Board Sailing Association of India (BSAI) has a breath of fresh air in its president Gopal Amin, manoeuvring the association’s sails and changing course in the right direction. The winds seem to be directing the fortunes of windsurfing in India towards Goa. ‘Goa is the state that has contributed the most to windsurfing in India in terms of talent and natural resources,’ Gopal Amin told Gomantak Times in an exclusive interview.
‘Goa is the best in windsurfing from the civilian perspective as it has a beautiful landscape for the sport and an individual like Cesar Menezes, who does not think twice before sponsoring the sport, not just in Goa, but India too,’ admits Gopal.
‘We need sailors and equipment for windsurfing to succeed. I know equipment is inaccessible to many now, but that could be worked out if parents allowed their children to participate,’ thinks Gopal, who shares the opinion that windsurfing is looked at as, and to a great extent is, the game of the rich.
‘Parents need to invest their children’s time if they expect us to invest in equipment and coaching. Parents are averse to sending their kids to learn windsurfing because they see no financial future for their wards,’ reasons Gopal.
‘The priority of the new committee is to get new equipment and the right type of equipment as it keeps evolving quickly. When we think of buying new equipment, one has to think of raising funds to do the same,’ says Gopal, as he sips a chocolate shake after a race in Dona Paula.
If getting windsurfing boards and sails is difficult, finding coaches to train youngsters appears even more difficult. ‘We do not have enough sailors in India who are capable of being trained to be coaches and that is why we have to look for foreign coaches to train our athletes,’ asserts Gopal, who is a businessman from Pune.

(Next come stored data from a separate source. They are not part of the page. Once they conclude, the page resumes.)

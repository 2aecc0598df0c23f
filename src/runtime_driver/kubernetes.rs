//! Pod variant of the worker driver
//!
//! One single-replica Deployment per stream; the deployment name is the
//! handle. Inspect reports rollout readiness, tail collects logs from the
//! running pod.

use super::{
    with_deadline, DriverError, WorkerDriver, WorkerSpec, WorkerState, WorkerStatus,
    INSPECT_DEADLINE, START_DEADLINE, STOP_DEADLINE,
};
use async_trait::async_trait;
use k8s_openapi::api::apps::v1::{Deployment, DeploymentSpec};
use k8s_openapi::api::core::v1::{Container, EnvVar, Pod, PodSpec, PodTemplateSpec};
use k8s_openapi::apimachinery::pkg::apis::meta::v1::{LabelSelector, ObjectMeta};
use kube::api::{Api, DeleteParams, ListParams, LogParams, Patch, PatchParams, PostParams};
use std::collections::BTreeMap;

/// Kubernetes driver
pub struct KubeDriver {
    client: kube::Client,
    namespace: String,
    image: String,
}

impl KubeDriver {
    pub async fn new(namespace: String, image: String) -> Result<Self, DriverError> {
        let client = kube::Client::try_default()
            .await
            .map_err(|e| DriverError::retryable(format!("kube client init failed: {}", e)))?;
        Ok(Self {
            client,
            namespace,
            image,
        })
    }

    fn deployments(&self) -> Api<Deployment> {
        Api::namespaced(self.client.clone(), &self.namespace)
    }

    fn pods(&self) -> Api<Pod> {
        Api::namespaced(self.client.clone(), &self.namespace)
    }

    fn labels(spec: &WorkerSpec) -> BTreeMap<String, String> {
        let mut labels = BTreeMap::new();
        labels.insert("app".to_string(), "vectorflow-worker".to_string());
        labels.insert("stream_id".to_string(), spec.stream_id.to_string());
        labels
    }

    fn build_deployment(&self, spec: &WorkerSpec) -> Deployment {
        let labels = Self::labels(spec);

        let env: Vec<EnvVar> = spec
            .env
            .iter()
            .map(|(name, value)| EnvVar {
                name: name.clone(),
                value: Some(value.clone()),
                ..Default::default()
            })
            .collect();

        let container = Container {
            name: "worker".to_string(),
            image: Some(self.image.clone()),
            env: Some(env),
            ..Default::default()
        };

        Deployment {
            metadata: ObjectMeta {
                name: Some(spec.handle.clone()),
                namespace: Some(self.namespace.clone()),
                labels: Some(labels.clone()),
                ..Default::default()
            },
            spec: Some(DeploymentSpec {
                replicas: Some(1),
                selector: LabelSelector {
                    match_labels: Some(labels.clone()),
                    ..Default::default()
                },
                template: PodTemplateSpec {
                    metadata: Some(ObjectMeta {
                        labels: Some(labels),
                        ..Default::default()
                    }),
                    spec: Some(PodSpec {
                        containers: vec![container],
                        ..Default::default()
                    }),
                },
                ..Default::default()
            }),
            ..Default::default()
        }
    }

    fn map_kube_error(e: kube::Error) -> DriverError {
        match e {
            kube::Error::Api(ref api) if api.code == 422 || api.code == 400 => {
                DriverError::permanent(format!("K8s rejected the resource: {}", e))
            }
            _ => DriverError::retryable(format!("K8s API error: {}", e)),
        }
    }
}

#[async_trait]
impl WorkerDriver for KubeDriver {
    async fn start(&self, spec: &WorkerSpec) -> Result<String, DriverError> {
        let deployment = self.build_deployment(spec);
        let deployments = self.deployments();
        let handle = spec.handle.clone();

        with_deadline(START_DEADLINE, "deployment create", async move {
            match deployments
                .create(&PostParams::default(), &deployment)
                .await
            {
                Ok(_) => {
                    tracing::info!(handle = %handle, "Worker deployment created");
                    Ok(handle)
                }
                Err(kube::Error::Api(e)) if e.code == 409 => {
                    // Already exists: converge it to the desired spec
                    deployments
                        .patch(
                            &handle,
                            &PatchParams::apply("vectorflow-control").force(),
                            &Patch::Apply(&deployment),
                        )
                        .await
                        .map_err(Self::map_kube_error)?;
                    tracing::info!(handle = %handle, "Worker deployment converged");
                    Ok(handle)
                }
                Err(e) => Err(Self::map_kube_error(e)),
            }
        })
        .await
    }

    async fn stop(&self, handle: &str) -> Result<(), DriverError> {
        let deployments = self.deployments();
        let handle = handle.to_string();

        with_deadline(STOP_DEADLINE, "deployment delete", async move {
            match deployments.delete(&handle, &DeleteParams::default()).await {
                Ok(_) => {
                    tracing::info!(handle = %handle, "Worker deployment deleted");
                    Ok(())
                }
                Err(kube::Error::Api(e)) if e.code == 404 => {
                    tracing::debug!(handle = %handle, "Worker deployment already absent");
                    Ok(())
                }
                Err(e) => Err(Self::map_kube_error(e)),
            }
        })
        .await
    }

    async fn inspect(&self, handle: &str) -> Result<WorkerStatus, DriverError> {
        let deployments = self.deployments();
        let handle = handle.to_string();

        with_deadline(INSPECT_DEADLINE, "deployment inspect", async move {
            let deployment = match deployments.get(&handle).await {
                Ok(d) => d,
                Err(kube::Error::Api(e)) if e.code == 404 => {
                    return Ok(WorkerStatus {
                        state: WorkerState::Missing,
                        started_at: None,
                        last_error: None,
                    });
                }
                Err(e) => return Err(Self::map_kube_error(e)),
            };

            let status = deployment.status.unwrap_or_default();
            let ready = status.ready_replicas.unwrap_or(0);
            let state = if ready >= 1 {
                WorkerState::Running
            } else {
                WorkerState::Starting
            };

            let started_at = deployment.metadata.creation_timestamp.map(|t| t.0);

            let last_error = status
                .conditions
                .unwrap_or_default()
                .into_iter()
                .find(|c| c.type_ == "Progressing" && c.status == "False")
                .and_then(|c| c.message);

            Ok(WorkerStatus {
                state,
                started_at,
                last_error,
            })
        })
        .await
    }

    async fn tail(&self, handle: &str, lines: usize) -> Result<Vec<String>, DriverError> {
        let pods = self.pods();
        let handle = handle.to_string();

        with_deadline(INSPECT_DEADLINE, "pod logs", async move {
            // Derive the stream_id label back from the handle
            let stream_id = handle.strip_prefix("worker-").unwrap_or(&handle);
            let selector = format!("app=vectorflow-worker,stream_id={}", stream_id);
            let list = pods
                .list(&ListParams::default().labels(&selector))
                .await
                .map_err(Self::map_kube_error)?;

            let Some(pod) = list.items.into_iter().next() else {
                return Ok(Vec::new());
            };
            let Some(pod_name) = pod.metadata.name else {
                return Ok(Vec::new());
            };

            let params = LogParams {
                tail_lines: Some(lines as i64),
                ..Default::default()
            };
            let raw = pods
                .logs(&pod_name, &params)
                .await
                .map_err(Self::map_kube_error)?;
            Ok(raw.lines().map(|l| l.to_string()).collect())
        })
        .await
    }
}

Gopal, who took up windsurfing as an adventure sport, says, ‘Apart from not having good sailors who we can train to be good coaches, we lack a system in India where coaches can be trained to prepare athletes to participate at international events.’
‘The association will need to develop an ecosystem wherein professionals are trained to guide youngsters and welcome them to windsurfing. It’s just been a month that I have taken over as president, and we need to have a think tank on the way forward,’ confesses Gopal.
‘I believe the government is encouraging all sports in the country, and I need to study what the government has to offer windsurfing, and what are the needs of windsurfers in India, so that a plan can be drawn for the country to benefit in terms of laurels and for the surfers to benefit from what the government is offering,’ says Gopal thoughtfully, as he stretches, conditioning his body after a race.
‘I was not aware that some governments in some states provide infrastructure to windsurfers in terms of boards and sails. It is great if that is happening and for sure the association can try asking for similar assistance in other states,’ opines Gopal.
‘There are people who criticise us for only focusing on winning medals for the country. Criticism is good, but I personally think it will be better if they tell us how they want us to improve the situation. They should tell us what they want so that we can tell them whether it is possible or not. Like that, no one is wasting each other’s time,’ says Gopal.
‘I know from my experience that windsurfing is a beautiful sport. The sport has constraints like being expensive and not accessible to all. I believe there should be a way out. We all need to sit together with the government and find ways to get the best people to access the sport,’ reflects Gopal sagaciously.
‘I think, to start with, we must look at windsurfing as an adventure sport and enjoy it first as a hobby. The rest will sail in,’ says Gopal with a broad grin.